J'irai m'acheter deux bouteilles de vin et je me mettrai devant ma machine à écrire un soir. Bien sûr avec cette façon de faire on commet beaucoup d'erreurs, mais je n'ai rien contre les erreurs. Je pense que les gens de lettres sont trop mielleux, trop prudents, et cachent leurs erreurs. On les emmerde, pas vrai ?


J'écris des trucs parce que c'est une sorte de maladie dont je guéris en écrivant, mais une fois terminé ça ne me dérange pas le moins du monde si d'autres personnes attrapent la même maladie en lisant le livre, tu vois ce que je veux dire ?


J'ai 57 ans et j'ai prouvé que je pouvais boire aussi longtemps et aussi sec que n'importe qui. Je pense qu'à un certain moment le corps longtemps ignoré demande un peu de répis et de gentillesse. en ce qui me concerne, il a attendu un sacré bout de temps sur le pas de la porte…
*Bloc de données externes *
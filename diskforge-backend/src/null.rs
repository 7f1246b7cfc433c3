use std::collections::HashMap;

use diskforge_types::{
    ConvertDiskOptions, Disk, DiskInventory, FormatOptions, ImageInfo, MigrationOptions,
    Partition, PartitionCreateOptions, PartitionRecoveryOptions, ResizeMoveOptions, WipeOptions,
};

use crate::backend::{OperationOutcome, PlatformBackend};
use crate::command::CommandResult;
use crate::error::{BackendError, Result};
use crate::raw::BoxedRawDevice;

/// A backend that reports an empty inventory and refuses every mutating
/// operation. Useful as a safe default when no real backend has been
/// wired up yet (e.g. unsupported platform, or a dry-run-only context).
#[derive(Debug, Default, Clone, Copy)]
pub struct NullBackend;

impl PlatformBackend for NullBackend {
    fn name(&self) -> &str {
        "null"
    }

    fn requires_admin(&self) -> bool {
        false
    }

    fn is_admin(&self) -> bool {
        false
    }

    fn get_disk_inventory(&self) -> Result<DiskInventory> {
        Ok(DiskInventory::new(self.name()))
    }

    fn get_disk_info(&self, _device_path: &str) -> Result<Option<Disk>> {
        Ok(None)
    }

    fn get_partition_info(&self, _device_path: &str) -> Result<Option<Partition>> {
        Ok(None)
    }

    fn refresh_disk(&self, _device_path: &str) -> Result<Option<Disk>> {
        Ok(None)
    }

    fn get_mounted_devices(&self) -> Result<HashMap<String, String>> {
        Ok(HashMap::new())
    }

    fn is_device_mounted(&self, _device_path: &str) -> Result<bool> {
        Ok(false)
    }

    fn is_system_device(&self, _device_path: &str) -> Result<bool> {
        Ok(false)
    }

    fn get_smart_info(&self, _device_path: &str) -> Result<Option<serde_json::Value>> {
        Ok(None)
    }

    fn create_partition(&self, _options: &PartitionCreateOptions) -> Result<OperationOutcome> {
        Err(BackendError::BackendUnavailable(self.name().into()))
    }

    fn delete_partition(&self, _partition_path: &str, _dry_run: bool) -> Result<OperationOutcome> {
        Err(BackendError::BackendUnavailable(self.name().into()))
    }

    fn format_partition(&self, _options: &FormatOptions) -> Result<OperationOutcome> {
        Err(BackendError::BackendUnavailable(self.name().into()))
    }

    fn resize_partition(&self, _options: &ResizeMoveOptions) -> Result<OperationOutcome> {
        Err(BackendError::BackendUnavailable(self.name().into()))
    }

    fn resize_move_partition(&self, _options: &ResizeMoveOptions) -> Result<OperationOutcome> {
        Err(BackendError::BackendUnavailable(self.name().into()))
    }

    fn merge_partitions(
        &self,
        _first_path: &str,
        _second_path: &str,
        _dry_run: bool,
    ) -> Result<OperationOutcome> {
        Err(BackendError::BackendUnavailable(self.name().into()))
    }

    fn split_partition(
        &self,
        _partition_path: &str,
        _split_offset_bytes: u64,
        _dry_run: bool,
    ) -> Result<OperationOutcome> {
        Err(BackendError::BackendUnavailable(self.name().into()))
    }

    fn extend_partition(
        &self,
        _partition_path: &str,
        _new_size_bytes: u64,
        _dry_run: bool,
    ) -> Result<OperationOutcome> {
        Err(BackendError::BackendUnavailable(self.name().into()))
    }

    fn shrink_partition(
        &self,
        _partition_path: &str,
        _new_size_bytes: u64,
        _dry_run: bool,
    ) -> Result<OperationOutcome> {
        Err(BackendError::BackendUnavailable(self.name().into()))
    }

    fn wipe_device(&self, _options: &WipeOptions) -> Result<OperationOutcome> {
        Err(BackendError::BackendUnavailable(self.name().into()))
    }

    fn align_partition_4k(&self, _partition_path: &str, _dry_run: bool) -> Result<OperationOutcome> {
        Err(BackendError::BackendUnavailable(self.name().into()))
    }

    fn convert_disk_partition_style(
        &self,
        _options: &ConvertDiskOptions,
    ) -> Result<OperationOutcome> {
        Err(BackendError::BackendUnavailable(self.name().into()))
    }

    fn migrate_system(&self, _options: &MigrationOptions) -> Result<OperationOutcome> {
        Err(BackendError::BackendUnavailable(self.name().into()))
    }

    fn recover_partitions(
        &self,
        _options: &PartitionRecoveryOptions,
    ) -> Result<(OperationOutcome, HashMap<String, String>)> {
        Err(BackendError::BackendUnavailable(self.name().into()))
    }

    fn mount_partition(
        &self,
        _partition_path: &str,
        _mount_point: &str,
        _options: &[String],
    ) -> Result<OperationOutcome> {
        Err(BackendError::BackendUnavailable(self.name().into()))
    }

    fn unmount_partition(&self, _partition_path: &str, _force: bool) -> Result<OperationOutcome> {
        Err(BackendError::BackendUnavailable(self.name().into()))
    }

    fn create_rescue_media(
        &self,
        _output_path: &str,
        _dry_run: bool,
    ) -> Result<(OperationOutcome, HashMap<String, String>)> {
        Err(BackendError::BackendUnavailable(self.name().into()))
    }

    fn open_reader(&self, path: &str) -> Result<BoxedRawDevice> {
        Err(BackendError::DeviceNotFound(path.to_string()))
    }

    fn open_writer(&self, path: &str) -> Result<BoxedRawDevice> {
        Err(BackendError::DeviceNotFound(path.to_string()))
    }

    fn get_image_info(&self, _image_path: &str) -> Result<Option<ImageInfo>> {
        Ok(None)
    }

    fn run_command(
        &self,
        argv: &[String],
        _timeout_secs: u64,
        _check: bool,
        _capture: bool,
    ) -> Result<CommandResult> {
        Err(BackendError::BackendUnavailable(argv.join(" ")))
    }

    fn validate_device_path(&self, path: &str) -> (bool, String) {
        (false, format!("no backend available to validate {path}"))
    }
}

#[cfg(test)]
mod tests {
    use super::*;

    #[test]
    fn inventory_is_always_empty() {
        let backend = NullBackend;
        let inv = backend.get_disk_inventory().unwrap();
        assert!(inv.disks.is_empty());
    }

    #[test]
    fn mutating_operations_report_backend_unavailable() {
        let backend = NullBackend;
        let err = backend
            .wipe_device(&WipeOptions {
                device_path: "/dev/sda".into(),
                secure: false,
                dry_run: false,
            })
            .unwrap_err();
        assert!(matches!(err, BackendError::BackendUnavailable(_)));
    }
}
À une certain époque, je marchais à une barre de confiserie par jour tout en écrivant mes nouvelles — une barre de confiserie et gros rouge — et pendant dix vieilles années j'ai picolé et crevé la dalle. je mettais les doigts dans la bouche et je retirais mes dents. tout ce que j'avais à faire c'était de faire bouger la dent qui ne tenait plus et ça marchait. ou alors j'avais des dents qu'il me suffisait de tripoter un peu pour qu'elles se cassent en morceaux. c'était intéressant et ça ne me faisait pas peur du tout. ça ne m'a posé vraiment aucun problème jusqu'à ce que je commence à mieux me nourrir et à mieux boire à partir de 1970. Je suis même allé voir un dentiste il y a de cela qqs années, il a regardé mes radios et il a dit : "Je n'arrive pas à comprendre. On dirait que vos dents ont laissé tomber et que d'un seul coup elles ont décidé de ne plus laisser tomber."


Je suis curieux de savoir comment les gens font pour se rendre visite quand on a à peine le temps de faire ce qu'il y a de singulier et de nécessaire, et l'une des choses les plus importantes à faire c'est d'expédier toute la merde et les choses insignifiantes pour éviter que les forces de l'ignorance et de l'abrutissement ne t'assassinent, et l'autre chose essentielle à faire c'est de tenir éloigné de toute choseces moments merveilleux où l'on ne fait absolument rien. C'est comme une respiration tranquille et si tu n'arrives pas à l'avoir alors peu importe ce que tu feras d'autres, rien ne pourra prendre forme. Mais les gens n'ont pas l'air d'avoir besoin de cette dernière. Ils ont besoin "d'intimité", cette légendaire humanité de la futilité.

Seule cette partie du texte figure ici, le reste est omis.